Hybrid and Supervised NER for Old English: Methods, Results, and Replication
Author : Javier Martín Arista, Darío Metola Rodríguez, Daniel B. Morris
Abstract :We study NER for Old English, a setting where spelling drifts, inflection and compounding are pervasive, and annotated material is limited, thus disrupting tokenisation, lemmatisation and span decisions (Pettersson, 2016; Piotrowski, 2012). Using the UD conformant OEDT resource (≈50k tokens) with BIO splits, we keep the token segmentation and evaluate a unified tagset for five types: PERSON, PLACE, ORGANISATION, RELIGIOUS, and OBJECT. Scoring uses exact-span precision, recall, and F1; token-level F1 is reported. We compare two systems. The supervised baseline is a Stanza sequence tagger that couples word representations with character level context and trains directly on the BIO files with fixed UD segmentation (Qi et al., 2020; Lample et al., 2016; Ma & Hovy, 2016). The hybrid method fuses three sources: morphology- and syntax-sensitive priors from UD features and dependencies; a zero-shot pass from a contemporary English transformer NER model with subword-to-token aggregation (Devlin et al., 2019); and a cautious ecclesiastical lexicon targeting religious names and offices. Spans are merged by confidence with a mild preference for longer, coherent mentions and mapped to the unified label set. The Stanza model achieves 89.69 entity-level F1 on the test set (precision 91.53, recall 87.91) and 89.29 token-level F1. By class, RELIGIOUS is near saturation, PERSON is robust, PLACE lags due to historical toponyms and compounding, and ORGANISATION/ OBJECT are constrained by sparsity. The hybrid covers 85% of gold entities with the correct type; among covered items, 78% receive exact boundaries, yielding 66% exact-span recall overall. The morphology-aware cues promote tighter spans, the transformer adds recall but favours short segments, and the ecclesiastical component contributes high-precision matches within scope. We provide a UD-aligned, reproducible workflow, a strong baseline for Old English NER, and a compact hybrid that improves coverage and boundary fidelity. Remaining gaps cluster in toponyms and institutional names. We outline extensions to byte- or character-level transformers, multi-task learning with morphology, document-level coherence via linking, and broader ParCorOEv3 coverage.

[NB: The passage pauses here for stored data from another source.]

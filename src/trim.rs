//! Functionality related to the `galore trim` subcommand.

pub mod builder;
pub mod command;
pub mod driver;
pub mod params;

/// Program invoked when no override is given. Resolved through `PATH` by the
/// operating system, not by this crate.
pub const DEFAULT_PROGRAM: &str = "trim_galore";

/// Local directory name Trim Galore is instructed to write its output into.
pub const STAGING_DIR: &str = "trim_galore_out";

/// Destination the staged output is published to when no override is given.
pub const DEFAULT_DESTINATION: &str = "trim-galore-output";
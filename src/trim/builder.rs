//! Translation of a [`TrimParams`] parameter set into a Trim Galore
//! invocation.
//!
//! # Overview
//!
//! [`build`] is a pure function from a parameter set to an ordered argument
//! list. It performs no I/O, never fails, and produces the same list for the
//! same input every time. The emission order is fixed so that downstream
//! tooling (and our own tests) can assert on exact sequences, even though
//! Trim Galore itself does not care about the order of its switches.
//!
//! The emission rules are not uniform across parameters, which is what makes
//! this mapping worth keeping in one place:
//!
//! 1. A handful of parameters carry defaults and are always spelled out
//!    (quality, encoding, the three length cutoffs, stringency).
//! 2. Compression is exhaustive: exactly one of `--gzip`/`--dont_gzip`
//!    appears in every invocation, never both, never neither.
//! 3. The `auto` adapter preset is a sentinel that emits no token at all,
//!    while every other preset emits exactly one literal token.
//! 4. Optional numeric switches are only emitted for nonzero values: a value
//!    of 0 disables the switch entirely rather than emitting `<flag> 0`. The
//!    exceptions are `--max_n`, which is emitted whenever it is set, and
//!    `-e`, where exactly 0.0 is treated as unset.

use super::params::TrimParams;
use super::STAGING_DIR;

/// Builds the full Trim Galore argument list for the given parameter set.
/// The first element is the program itself, ready to be handed to
/// [`run`](crate::trim::driver::run).
pub fn build(params: &TrimParams) -> Vec<String> {
    // Input/output arguments.
    let mut cmd = vec![
        params.program.display().to_string(),
        params.input_forward.display().to_string(),
        params.input_reverse.display().to_string(),
        String::from("--paired"),
        String::from("--output_dir"),
        String::from(STAGING_DIR),
    ];

    if let Some(base_out) = nonempty(&params.base_out) {
        cmd.push(String::from("--basename"));
        cmd.push(String::from(base_out));
    }

    if params.gzip_output_files {
        cmd.push(String::from("--gzip"));
    } else {
        cmd.push(String::from("--dont_gzip"));
    }

    if params.retain_unpaired {
        cmd.push(String::from("--retain_unpaired"));
    }

    // Quality arguments. These all carry defaults and are always spelled out.
    cmd.push(String::from("--quality"));
    cmd.push(params.quality.to_string());
    cmd.push(String::from(params.base_quality_encoding.flag()));
    cmd.push(String::from("--length"));
    cmd.push(params.length.to_string());
    cmd.push(String::from("--length_1"));
    cmd.push(params.length_1.to_string());
    cmd.push(String::from("--length_2"));
    cmd.push(params.length_2.to_string());

    push_nonzero(&mut cmd, "--max_length", params.max_length);

    // Unlike the other optional numerics, max_n is emitted whenever it is
    // set, including for a value of 0.0.
    if let Some(max_n) = params.max_n {
        cmd.push(String::from("--max_n"));
        cmd.push(max_n.to_string());
    }

    if params.trim_n {
        cmd.push(String::from("--trim-n"));
    }

    // Arguments for handling adapters.
    if let Some(preset) = params.adapter_preset.flag() {
        cmd.push(String::from(preset));
    }

    // An error rate of exactly zero is treated as unset.
    if let Some(error_rate) = params.error_rate {
        if error_rate != 0.0 {
            cmd.push(String::from("-e"));
            cmd.push(error_rate.to_string());
        }
    }

    cmd.push(String::from("--stringency"));
    cmd.push(params.stringency.to_string());

    if let Some(adapter) = nonempty(&params.adapter) {
        cmd.push(String::from("--adapter"));
        cmd.push(String::from(adapter));
    }

    if let Some(adapter2) = nonempty(&params.adapter2) {
        cmd.push(String::from("--adapter2"));
        cmd.push(String::from(adapter2));
    }

    push_nonzero(
        &mut cmd,
        "--consider_already_trimmed",
        params.consider_already_trimmed,
    );

    // Reporting arguments.
    if params.fastqc {
        cmd.push(String::from("--fastqc"));
    }

    if let Some(fastqc_args) = nonempty(&params.fastqc_args) {
        cmd.push(String::from("--fastqc_args"));
        // Trim Galore expects the pass-through FastQC arguments as a single
        // double-quoted token.
        cmd.push(format!("\"{}\"", fastqc_args));
    }

    if !params.report_file {
        cmd.push(String::from("--no_report_file"));
    }

    // Miscellaneous arguments.
    push_nonzero(&mut cmd, "--hardtrim5", params.hardtrim5);
    push_nonzero(&mut cmd, "--hardtrim3", params.hardtrim3);
    push_nonzero(&mut cmd, "--clip_R1", params.clip_r1);
    push_nonzero(&mut cmd, "--clip_R2", params.clip_r2);

    if params.polya {
        cmd.push(String::from("--polyA"));
    }

    if params.implicon {
        cmd.push(String::from("--implicon"));
    }

    push_nonzero(&mut cmd, "--three_prime_clip_R1", params.three_prime_clip_r1);
    push_nonzero(&mut cmd, "--three_prime_clip_R2", params.three_prime_clip_r2);

    cmd
}

/// Emits `<flag> <n>` for a present-and-nonzero value. A value of 0 disables
/// the switch entirely.
fn push_nonzero(cmd: &mut Vec<String>, flag: &str, value: Option<u32>) {
    if let Some(n) = value {
        if n > 0 {
            cmd.push(String::from(flag));
            cmd.push(n.to_string());
        }
    }
}

/// An empty string counts as absent for the optional string parameters.
fn nonempty(value: &Option<String>) -> Option<&str> {
    value.as_deref().filter(|s| !s.is_empty())
}

#[cfg(test)]
mod tests {
    use super::super::params::{AdapterPreset, TrimParams};
    use super::build;

    fn params() -> TrimParams {
        TrimParams::new("reads_1.fastq", "reads_2.fastq")
    }

    const DEFAULT_INVOCATION: [&str; 19] = [
        "trim_galore",
        "reads_1.fastq",
        "reads_2.fastq",
        "--paired",
        "--output_dir",
        "trim_galore_out",
        "--dont_gzip",
        "--retain_unpaired",
        "--quality",
        "20",
        "--phred33",
        "--length",
        "20",
        "--length_1",
        "35",
        "--length_2",
        "35",
        "--stringency",
        "1",
    ];

    #[test]
    pub fn it_builds_the_default_invocation() {
        assert_eq!(build(&params()), DEFAULT_INVOCATION.to_vec());
    }

    #[test]
    pub fn it_is_deterministic() {
        let params = params();
        assert_eq!(build(&params), build(&params));
    }

    #[test]
    pub fn it_emits_exactly_one_compression_switch() {
        let mut params = params();
        params.gzip_output_files = true;

        let mut expected: Vec<&str> = DEFAULT_INVOCATION.to_vec();
        expected[6] = "--gzip";
        assert_eq!(build(&params), expected);

        // One of the two switches appears in every invocation, never both.
        for gzip in [false, true] {
            params.gzip_output_files = gzip;
            let cmd = build(&params);
            assert_eq!(cmd.iter().filter(|t| *t == "--gzip").count(), gzip as usize);
            assert_eq!(
                cmd.iter().filter(|t| *t == "--dont_gzip").count(),
                !gzip as usize
            );
        }
    }

    #[test]
    pub fn it_appends_the_preset_and_error_rate() {
        let mut params = params();
        params.adapter_preset = AdapterPreset::Nextera;
        params.error_rate = Some(0.05);

        // The preset token and the error rate slot in just before the
        // stringency pair.
        let mut expected: Vec<&str> = DEFAULT_INVOCATION[..17].to_vec();
        expected.extend(["--nextera", "-e", "0.05"]);
        expected.extend_from_slice(&DEFAULT_INVOCATION[17..]);
        assert_eq!(build(&params), expected);
    }

    #[test]
    pub fn it_maps_each_adapter_preset_to_a_single_token() {
        let cases = [
            (AdapterPreset::Illumina, "--illumina"),
            (AdapterPreset::StrandedIllumina, "--stranded_illumina"),
            (AdapterPreset::Nextera, "--nextera"),
            (AdapterPreset::SmallRna, "--small_rna"),
        ];

        for (preset, token) in cases {
            let mut params = params();
            params.adapter_preset = preset;
            let cmd = build(&params);
            assert_eq!(cmd.iter().filter(|t| *t == token).count(), 1);
        }

        // The auto sentinel emits nothing.
        let cmd = build(&params());
        for (_, token) in cases {
            assert!(!cmd.iter().any(|t| t == token));
        }
    }

    #[test]
    pub fn it_suppresses_zero_valued_numeric_switches() {
        let mut params = params();
        params.max_length = Some(0);
        params.consider_already_trimmed = Some(0);
        params.hardtrim5 = Some(0);
        params.hardtrim3 = Some(0);
        params.clip_r1 = Some(0);
        params.clip_r2 = Some(0);
        params.three_prime_clip_r1 = Some(0);
        params.three_prime_clip_r2 = Some(0);
        params.error_rate = Some(0.0);

        assert_eq!(build(&params), DEFAULT_INVOCATION.to_vec());
    }

    #[test]
    pub fn it_emits_max_n_even_when_zero() {
        let mut params = params();
        params.max_n = Some(0.0);

        let cmd = build(&params);
        let at = cmd.iter().position(|t| t == "--max_n").unwrap();
        assert_eq!(cmd[at + 1], "0");
    }

    #[test]
    pub fn it_emits_optional_value_switches_independently() {
        let mut params = params();
        params.base_out = Some(String::from("sample"));
        params.adapter = Some(String::from("AGATCGGAAGAGC"));
        params.adapter2 = Some(String::from("CTGTCTCTTATACACATCT"));
        params.consider_already_trimmed = Some(10);

        let cmd = build(&params);
        for (flag, value) in [
            ("--basename", "sample"),
            ("--adapter", "AGATCGGAAGAGC"),
            ("--adapter2", "CTGTCTCTTATACACATCT"),
            ("--consider_already_trimmed", "10"),
        ] {
            let at = cmd.iter().position(|t| t == flag).unwrap();
            assert_eq!(cmd[at + 1], value);
        }

        // An empty string is treated the same as an unset parameter.
        params.base_out = Some(String::new());
        assert!(!build(&params).iter().any(|t| t == "--basename"));
    }

    #[test]
    pub fn it_quotes_the_fastqc_pass_through_arguments() {
        let mut params = params();
        params.fastqc = true;
        params.fastqc_args = Some(String::from("--noextract"));

        let cmd = build(&params);
        assert!(cmd.iter().any(|t| t == "--fastqc"));
        let at = cmd.iter().position(|t| t == "--fastqc_args").unwrap();
        assert_eq!(cmd[at + 1], "\"--noextract\"");
    }

    #[test]
    pub fn it_flags_the_disabled_report_file() {
        assert!(!build(&params()).iter().any(|t| t == "--no_report_file"));

        let mut params = params();
        params.report_file = false;
        assert!(build(&params).iter().any(|t| t == "--no_report_file"));
    }

    #[test]
    pub fn it_orders_the_miscellaneous_block() {
        let mut params = params();
        params.hardtrim5 = Some(50);
        params.hardtrim3 = Some(40);
        params.clip_r1 = Some(1);
        params.clip_r2 = Some(2);
        params.polya = true;
        params.implicon = true;
        params.three_prime_clip_r1 = Some(3);
        params.three_prime_clip_r2 = Some(4);

        let cmd = build(&params);
        let tail = cmd[cmd.len() - 14..].to_vec();
        assert_eq!(
            tail,
            vec![
                "--hardtrim5",
                "50",
                "--hardtrim3",
                "40",
                "--clip_R1",
                "1",
                "--clip_R2",
                "2",
                "--polyA",
                "--implicon",
                "--three_prime_clip_R1",
                "3",
                "--three_prime_clip_R2",
                "4",
            ]
        );
    }
}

We conclude that lightweight morphological priors and conservative domain knowledge complement neural taggers in early English
Keywords :Old English NER, named entity recognition, Universal Dependencies, morphology, hybrid models
Conference Name :International Conference on General Artificial Intelligence (ICGAI - 25)
Conference Place Shanghai, China
Conference Date 20th Dec 2025